Servfail queries for named remote authoritative nameservers?

Is it possible to quickly SERVFAIL queries for data handled by a
particular set of remote nameservers?

I tried a combination of:

  local-data: "some-ns.example. IN A 127.0.0.1"
  do-not-query-address: 127.0.0.0/8

but I still see queries going to the underlying remote IPs, the
"local-data" setting does not appear to affect the infra-IP resolution
for the zones served by the server in question.

Sorry for answering with a question, but would DNS RPZ work in this
case for what you're describing?

I don't think so. I am trying to avoid two namesevers that serve
thousands of unwanted domains. I don't have a list of said domains,
but I do know the names of the two nameservers to avoid. I don't
know how RPZ would help, unless RPZ can do what local-data seems
unable to do, and inject IPs that trump the glue (or authoritative)
A records for the nameservers of the unwanted domains.

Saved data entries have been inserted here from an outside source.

//! Clarabel interior-point backend for linear problems.
//!
//! A [`MipProblem`] with bounds `lb <= a'x <= ub` is rewritten in Clarabel's
//! conic form `Ax + s = b, s ∈ K`:
//!
//! - equality rows (`lb == ub`) go to the zero cone: `a'x + s = ub, s = 0`
//! - finite upper bounds become `a'x + s = ub, s >= 0`
//! - finite lower bounds become `-a'x + s = -lb, s >= 0`
//! - variable bounds are unit rows built the same way
//!
//! Equalities come first so a single `ZeroConeT` followed by a single
//! `NonnegativeConeT` covers every row.
//!
//! Clarabel solves continuous problems only. Called directly it relaxes
//! integer columns; [`MipProblem::solve`] refuses them instead.

use clarabel::{
    algebra::CscMatrix,
    solver::{DefaultSettingsBuilder, DefaultSolver, IPSolver, SolverStatus, SupportedConeT},
};
use tracing::{debug, warn};
use web_time::Instant;

use crate::backend::{SolveParams, SolverBackend};
use crate::error::{SolverError, SolverResult};
use crate::problem::{LinearProblem, MipProblem, ObjectiveSense};
use crate::solution::{MipSolution, MipStatus};

const BACKEND_ID: &str = "clarabel";
const DEFAULT_MAX_ITER: u32 = 200;

#[derive(Debug, Clone, Copy, PartialEq, Eq)]
enum RowKind {
    Equal(usize),
    Upper(usize),
    Lower(usize),
    VariableBound,
}

struct ConicRow {
    coefficients: Vec<(usize, f64)>,
    rhs: f64,
    kind: RowKind,
}

/// Rows of the conic form, equalities first, plus the number of equalities.
fn conic_rows(problem: &MipProblem) -> (Vec<ConicRow>, usize) {
    let mut equalities = Vec::new();
    let mut inequalities = Vec::new();

    for (i, row) in problem.rows().iter().enumerate() {
        let coefficients: Vec<(usize, f64)> =
            row.coefficients.iter().map(|(&c, &v)| (c, v)).collect();
        if row.lower == row.upper && row.upper.is_finite() {
            equalities.push(ConicRow {
                coefficients,
                rhs: row.upper,
                kind: RowKind::Equal(i),
            });
            continue;
        }
        if row.lower.is_finite() {
            inequalities.push(ConicRow {
                coefficients: coefficients.iter().map(|&(c, v)| (c, -v)).collect(),
                rhs: -row.lower,
                kind: RowKind::Lower(i),
            });
        }
        if row.upper.is_finite() {
            inequalities.push(ConicRow {
                coefficients,
                rhs: row.upper,
                kind: RowKind::Upper(i),
            });
        }
    }

    for (j, column) in problem.columns().iter().enumerate() {
        if column.lower == column.upper && column.upper.is_finite() {
            equalities.push(ConicRow {
                coefficients: vec![(j, 1.0)],
                rhs: column.upper,
                kind: RowKind::VariableBound,
            });
            continue;
        }
        if column.upper.is_finite() {
            inequalities.push(ConicRow {
                coefficients: vec![(j, 1.0)],
                rhs: column.upper,
                kind: RowKind::VariableBound,
            });
        }
        if column.lower.is_finite() {
            inequalities.push(ConicRow {
                coefficients: vec![(j, -1.0)],
                rhs: -column.lower,
                kind: RowKind::VariableBound,
            });
        }
    }

    let n_eq = equalities.len();
    equalities.extend(inequalities);
    (equalities, n_eq)
}

/// Pure-Rust LP backend built on Clarabel.
#[derive(Debug, Clone, Default)]
pub struct ClarabelBackend;

impl ClarabelBackend {
    pub fn new() -> Self {
        Self
    }

    fn internal(message: String) -> SolverError {
        SolverError::Internal {
            backend: BACKEND_ID,
            message,
        }
    }

    /// A problem without columns: every row reads `lb <= 0 <= ub`.
    fn solve_without_columns(problem: &MipProblem) -> MipSolution {
        let feasible = problem
            .rows()
            .iter()
            .all(|r| r.lower <= 0.0 && 0.0 <= r.upper);
        if feasible {
            let m = problem.rows().len();
            MipSolution::new(problem, MipStatus::Optimal, 0.0, vec![], vec![], vec![0.0; m])
        } else {
            MipSolution::without_values(problem, MipStatus::Infeasible)
        }
    }

    /// No finite bound anywhere: every column is free.
    fn solve_without_rows(problem: &MipProblem) -> MipSolution {
        let costs: Vec<f64> = problem.columns().iter().map(|c| c.objective).collect();
        if costs.iter().any(|&c| c != 0.0) {
            return MipSolution::without_values(problem, MipStatus::Unbounded);
        }
        let n = costs.len();
        let m = problem.rows().len();
        MipSolution::new(problem, MipStatus::Optimal, 0.0, vec![0.0; n], costs, vec![0.0; m])
    }
}

impl SolverBackend for ClarabelBackend {
    fn id(&self) -> &'static str {
        BACKEND_ID
    }

    fn supports_integers(&self) -> bool {
        false
    }

    fn solve(&self, problem: &MipProblem, params: &SolveParams) -> SolverResult<MipSolution> {
        let start = Instant::now();
        let n = problem.columns().len();
        let m = problem.rows().len();

        let integer_columns = problem.columns().iter().filter(|c| c.integer).count();
        if integer_columns > 0 {
            warn!(
                count = integer_columns,
                "Clarabel does not support integer variables, solving the continuous relaxation"
            );
        }
        if params.warm_start.is_some() {
            debug!("Clarabel is an interior-point solver, ignoring warm start values");
        }

        if n == 0 {
            return Ok(Self::solve_without_columns(problem));
        }
        let (rows, n_eq) = conic_rows(problem);
        if rows.is_empty() {
            return Ok(Self::solve_without_rows(problem));
        }

        let sign = match problem.objective_sense() {
            ObjectiveSense::Minimize => 1.0,
            ObjectiveSense::Maximize => -1.0,
        };
        let q: Vec<f64> = problem
            .columns()
            .iter()
            .map(|c| sign * c.objective)
            .collect();

        // Rows are visited in order, so each column's entries are already
        // sorted by row index as CSC requires.
        let mut by_column: Vec<Vec<(usize, f64)>> = vec![Vec::new(); n];
        for (r, row) in rows.iter().enumerate() {
            for &(c, v) in &row.coefficients {
                by_column[c].push((r, v));
            }
        }
        let mut col_ptr = Vec::with_capacity(n + 1);
        let mut row_idx = Vec::new();
        let mut values = Vec::new();
        for column in &by_column {
            col_ptr.push(row_idx.len());
            for &(r, v) in column {
                row_idx.push(r);
                values.push(v);
            }
        }
        col_ptr.push(row_idx.len());

        let a_mat = CscMatrix::new(rows.len(), n, col_ptr, row_idx, values);
        let p_mat = CscMatrix::new(n, n, vec![0; n + 1], Vec::new(), Vec::new());
        let b: Vec<f64> = rows.iter().map(|r| r.rhs).collect();

        let mut cones: Vec<SupportedConeT<f64>> = Vec::new();
        if n_eq > 0 {
            cones.push(SupportedConeT::ZeroConeT(n_eq));
        }
        if rows.len() > n_eq {
            cones.push(SupportedConeT::NonnegativeConeT(rows.len() - n_eq));
        }

        let settings = DefaultSettingsBuilder::default()
            .verbose(params.verbose)
            .equilibrate_enable(params.scaling)
            .max_iter(params.max_iterations.unwrap_or(DEFAULT_MAX_ITER))
            .build()
            .map_err(|e| Self::internal(format!("settings error: {:?}", e)))?;

        let mut solver = DefaultSolver::new(&p_mat, &q, &a_mat, &b, &cones, settings)
            .map_err(|e| Self::internal(format!("initialization failed: {:?}", e)))?;

        solver.solve();

        let sol = &solver.solution;
        let status = match sol.status {
            SolverStatus::Solved => MipStatus::Optimal,
            SolverStatus::AlmostSolved => MipStatus::Feasible,
            SolverStatus::PrimalInfeasible | SolverStatus::AlmostPrimalInfeasible => {
                MipStatus::Infeasible
            }
            SolverStatus::DualInfeasible | SolverStatus::AlmostDualInfeasible => {
                MipStatus::Unbounded
            }
            SolverStatus::MaxIterations
            | SolverStatus::MaxTime
            | SolverStatus::NumericalError
            | SolverStatus::InsufficientProgress => MipStatus::NotSolved,
            other => return Err(Self::internal(format!("unexpected status {:?}", other))),
        };
        debug!(status = %status, iterations = sol.iterations, "Clarabel finished");

        if !status.is_success() {
            let mut solution =
                MipSolution::without_values(problem, status).with_iterations(sol.iterations);
            solution.solve_time_ms = start.elapsed().as_millis();
            return Ok(solution);
        }

        // Dual of a row is the sensitivity of the objective to its bound.
        let mut duals = vec![0.0; m];
        for (r, row) in rows.iter().enumerate() {
            match row.kind {
                RowKind::Equal(i) | RowKind::Upper(i) => duals[i] -= sol.z[r],
                RowKind::Lower(i) => duals[i] += sol.z[r],
                RowKind::VariableBound => {}
            }
        }
        for dual in &mut duals {
            *dual *= sign;
        }

        let mut reduced_costs: Vec<f64> = problem.columns().iter().map(|c| c.objective).collect();
        for (i, row) in problem.rows().iter().enumerate() {
            for (&j, &a) in &row.coefficients {
                reduced_costs[j] -= duals[i] * a;
            }
        }

        let x = sol.x.clone();
        let objective = problem
            .columns()
            .iter()
            .zip(&x)
            .map(|(c, v)| c.objective * v)
            .sum();

        let mut solution = MipSolution::new(problem, status, objective, x, reduced_costs, duals)
            .with_iterations(sol.iterations);
        solution.solve_time_ms = start.elapsed().as_millis();
        Ok(solution)
    }
}

#[cfg(test)]
mod tests {
    use super::*;

    const TOL: f64 = 1e-6;

    fn solve(pb: &MipProblem) -> MipSolution {
        ClarabelBackend::new()
            .solve(pb, &SolveParams::default())
            .unwrap()
    }

    #[test]
    fn test_feasible_single_variable() {
        let mut pb = MipProblem::new("feasible");
        let x = pb.add_num_variable(0.0, 10.0, "x").unwrap();
        let c = pb.add_constraint(1.0, 1.0, "c").unwrap();
        pb.set_coefficient(c, x, 1.0).unwrap();
        pb.set_objective_coefficient(x, 1.0).unwrap();
        pb.set_minimization();

        let solution = solve(&pb);
        assert_eq!(solution.status(), MipStatus::Optimal);
        assert!((solution.optimal_value(x) - 1.0).abs() < TOL);
        assert!((solution.objective_value() - 1.0).abs() < TOL);
        assert!((solution.dual(c) - 1.0).abs() < TOL);
    }

    #[test]
    fn test_infeasible_single_variable() {
        let mut pb = MipProblem::new("infeasible");
        let x = pb.add_num_variable(0.0, 1.0, "x").unwrap();
        let c = pb.add_constraint(2.0, 2.0, "c").unwrap();
        pb.set_coefficient(c, x, 1.0).unwrap();
        pb.set_objective_coefficient(x, 1.0).unwrap();

        let solution = solve(&pb);
        assert_eq!(solution.status(), MipStatus::Infeasible);
        assert_eq!(solution.objective_value(), 0.0);
        assert_eq!(solution.optimal_value(x), 0.0);
    }

    #[test]
    fn test_maximize_with_inequality() {
        // max x + y  s.t.  x + 2y <= 4, x <= 2, y >= 0
        let mut pb = MipProblem::new("max");
        let x = pb.add_num_variable(0.0, 2.0, "x").unwrap();
        let y = pb.add_num_variable(0.0, f64::INFINITY, "y").unwrap();
        let c = pb.add_constraint(f64::NEG_INFINITY, 4.0, "c").unwrap();
        pb.set_coefficient(c, x, 1.0).unwrap();
        pb.set_coefficient(c, y, 2.0).unwrap();
        pb.set_objective_coefficient(x, 1.0).unwrap();
        pb.set_objective_coefficient(y, 1.0).unwrap();
        pb.set_maximization();

        let solution = solve(&pb);
        assert_eq!(solution.status(), MipStatus::Optimal);
        assert!((solution.optimal_value(x) - 2.0).abs() < TOL);
        assert!((solution.optimal_value(y) - 1.0).abs() < TOL);
        assert!((solution.objective_value() - 3.0).abs() < TOL);
        // Relaxing the row by one unit buys half a unit of y.
        assert!((solution.dual(c) - 0.5).abs() < TOL);
        assert!(solution.reduced_cost(y).abs() < TOL);
    }

    #[test]
    fn test_unbounded() {
        let mut pb = MipProblem::new("unbounded");
        let x = pb.add_num_variable(0.0, f64::INFINITY, "x").unwrap();
        pb.set_objective_coefficient(x, -1.0).unwrap();

        let solution = solve(&pb);
        assert_eq!(solution.status(), MipStatus::Unbounded);
    }

    #[test]
    fn test_degenerate_shapes() {
        let empty = MipProblem::new("empty");
        assert_eq!(solve(&empty).status(), MipStatus::Optimal);

        let mut no_columns = MipProblem::new("no_columns");
        no_columns.add_constraint(1.0, 2.0, "c").unwrap();
        assert_eq!(solve(&no_columns).status(), MipStatus::Infeasible);

        let mut free = MipProblem::new("free");
        free.add_num_variable(f64::NEG_INFINITY, f64::INFINITY, "x")
            .unwrap();
        assert_eq!(solve(&free).status(), MipStatus::Optimal);
    }

    #[test]
    fn test_integer_columns_are_relaxed() {
        let mut pb = MipProblem::new("relaxed");
        let x = pb.add_int_variable(0.0, 10.0, "x").unwrap();
        let c = pb.add_constraint(1.5, f64::INFINITY, "c").unwrap();
        pb.set_coefficient(c, x, 1.0).unwrap();
        pb.set_objective_coefficient(x, 1.0).unwrap();

        let solution = solve(&pb);
        assert_eq!(solution.status(), MipStatus::Optimal);
        assert!((solution.optimal_value(x) - 1.5).abs() < TOL);
    }
}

Viktor Dukhovni via Unbound-users <unbound-users@nlnetlabs.nl>:

Is it possible to quickly SERVFAIL queries for data handled by a
particular set of remote nameservers?

Just specifying IP addresses of bad nameservers to “do-not-query-address:” effectively prevents iterator to send queries to these servers.

do-not-query-address: 192.0.2.1 # bad nameserver

I don’t know how to specify bad nameservers directly by hostname. Your configuration won’t work since “local-data” clause won’t inject data to iterator. Running script which makes do-not-query-address configuration from list of hostnames and reloading periodically would satisfy your requirement.

Perhaps not exactly your imagined methodology, but very similar:

https://tools.ietf.org/html/draft-vixie-dnsop-dns-rpz-00#section-4.4

https://tools.ietf.org/html/draft-vixie-dnsop-dns-rpz-00#section-4.5

/P

...

I don't think so. I am trying to avoid two namesevers that serve
thousands of unwanted domains. I don't have a list of said domains,
but I do know the names of the two nameservers to avoid. I don't
know how RPZ would help, unless RPZ can do what local-data seems
unable to do, and inject IPs that trump the glue (or authoritative)
A records for the nameservers of the unwanted domains.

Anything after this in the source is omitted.